Algo más que filípicas y catilinarias
Actualizado:Cuando l político Godoy, conocido como Príncipe de la Paz, le preguntó a Leandro Fernández de Moratín qué opinión le merecía un canónigo de Zaragoza llamado Escóiquiz, el escritor le contestó: «Sería asunto de gran especulación mercantil comprarle por lo que vale y venderlo por lo que él cree que vale». Con algunos deanes ideológicos que pretenden hacer alta política y pululan por las pedanías de la ilegalidad pasa lo mismo. En una entrevista publicada ayer en el diario Gara, Pernando Barrena, dirigente de la ilegalizada Batasuna, decía que el PSOE y el Gobierno están bloqueando el «proceso de paz» y llevándolo a un espacio de diálogo técnico político que perseguiría el mero desarme de ETA y punto final, y que las muestras de violencia más relevantes provienen de las amenazas de la judicatura y de otros aparatos del Estado.
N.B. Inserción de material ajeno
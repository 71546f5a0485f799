//! Call-wrapper generation config (§4.F): which functions to wrap, and
//! where to write the generated source/header pair.
//!
//! Grounded in `original_source/prebuild.py::build_call_wrappers`'s
//! `config` dict (`functions`, `wrappers`, `wrappers_header`). The
//! reference keys `functions` by a JSON object, whose iteration order
//! depends on Python's `dict`/`set` internals; this models it as an
//! explicit ordered list so the generated files are reproducible across
//! runs without pulling in an order-preserving map crate.

use std::path::PathBuf;

use serde::Deserialize;

#[derive(Debug, Clone, Deserialize)]
pub struct WrapperEntry {
    pub function: String,
    #[serde(default)]
    pub headers: Vec<String>,
}

#[derive(Debug, Clone, Deserialize)]
pub struct WrapperConfig {
    pub functions: Vec<WrapperEntry>,
    pub wrappers: PathBuf,
    pub wrappers_header: PathBuf,
}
Una filípica es una invectiva, una censura acre. La expresión proviene de las cuatro arengas que pronunció Demóstenes contra Filipo, rey de Macedonia, cuando este amenazaba la independencia de Grecia, hace veinticuatro siglos. A imitación de Demóstenes, Cicerón tituló también filípicas a las catorce oraciones que pronunció sobre asuntos públicos, principalmente contra Antonio. En cambio una catilinaria, según el mismo diccionario, es «un escrito de acusación vehemente dirigido contra alguna persona». La voz tiene su origen en las cuatro célebres piezas que Cicerón, siendo cónsul romano en el año 65, a. de C. leyó en el Senado contra Lucio Sergio Catilina, jefe de una vasta conspiración tramada contra la libertad de Roma. Aquí, cuando ya nos habíamos acostumbrado a las inflamadas filípicas de Otegi resulta que tenemos que soportar las invectivas de Barrena. Ya sabemos que las declaraciones de los dirigentes de Batasuna están hechas para consumo interno y carecen de lógica. Pero cuando se convierten en amenazas, injurias y calumnias son otra cosa. Y están perfectamente tipificadas en las leyes.